▶ _Task description_: If a line in the records below holds the word "UploadRequest", copy it.

▶ _Stored data entries_:
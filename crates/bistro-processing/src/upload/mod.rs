//! Upload pipeline: validate → preprocess → token → key → store → public URL.

mod error;
mod pipeline;

pub use error::PublishError;
pub use pipeline::UploadOrchestrator;
//! Data passed between the caller, the preprocessor and storage.

use serde::Serialize;
use std::fmt;

/// Service-account identity used to sign token assertions.
#[derive(Clone)]
pub struct ServiceAccountCredential {
    pub issuer_email: String,
    pub private_key_pem: String,
}

impl ServiceAccountCredential {
    /// Build a credential from an env-style PEM where newlines are escaped as `\n`.
    pub fn from_escaped_pem(issuer_email: impl Into<String>, escaped_pem: &str) -> Self {
        Self {
            issuer_email: issuer_email.into(),
            private_key_pem: escaped_pem.replace("\\n", "\n"),
        }
    }
}

impl fmt::Debug for ServiceAccountCredential {
    fn fmt(&self, f: &mut fmt::Formatter<'_>) -> fmt::Result {
        f.debug_struct("ServiceAccountCredential")
            .field("issuer_email", &self.issuer_email)
            .field("private_key_pem", &"<redacted>")
            .finish()
    }
}

/// Raw file handed over by the caller.
#[derive(Clone, Debug)]
pub struct UploadRequest {
    pub bytes: Vec<u8>,
    pub declared_mime_type: String,
    pub original_file_name: String,
}

impl UploadRequest {
    pub fn new(
        bytes: Vec<u8>,
        declared_mime_type: impl Into<String>,
        original_file_name: impl Into<String>,
    ) -> Self {
        Self {
            bytes,
            declared_mime_type: declared_mime_type.into(),
            original_file_name: original_file_name.into(),
        }
    }
}

/// Bytes ready to be stored, with the MIME type and key extension to use.
#[derive(Clone, Debug, PartialEq)]
pub struct ProcessedAsset {
    pub bytes: Vec<u8>,
    pub mime_type: String,
    /// Extension without the leading dot.
    pub file_extension: String,
}

/// Outcome of a successful upload.
#[derive(Clone, Debug, PartialEq, Serialize)]
pub struct UploadResult {
    pub public_url: String,
    pub object_name: String,
}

▶ _Solution to the problem_:
pub struct UploadRequest {
impl UploadRequest {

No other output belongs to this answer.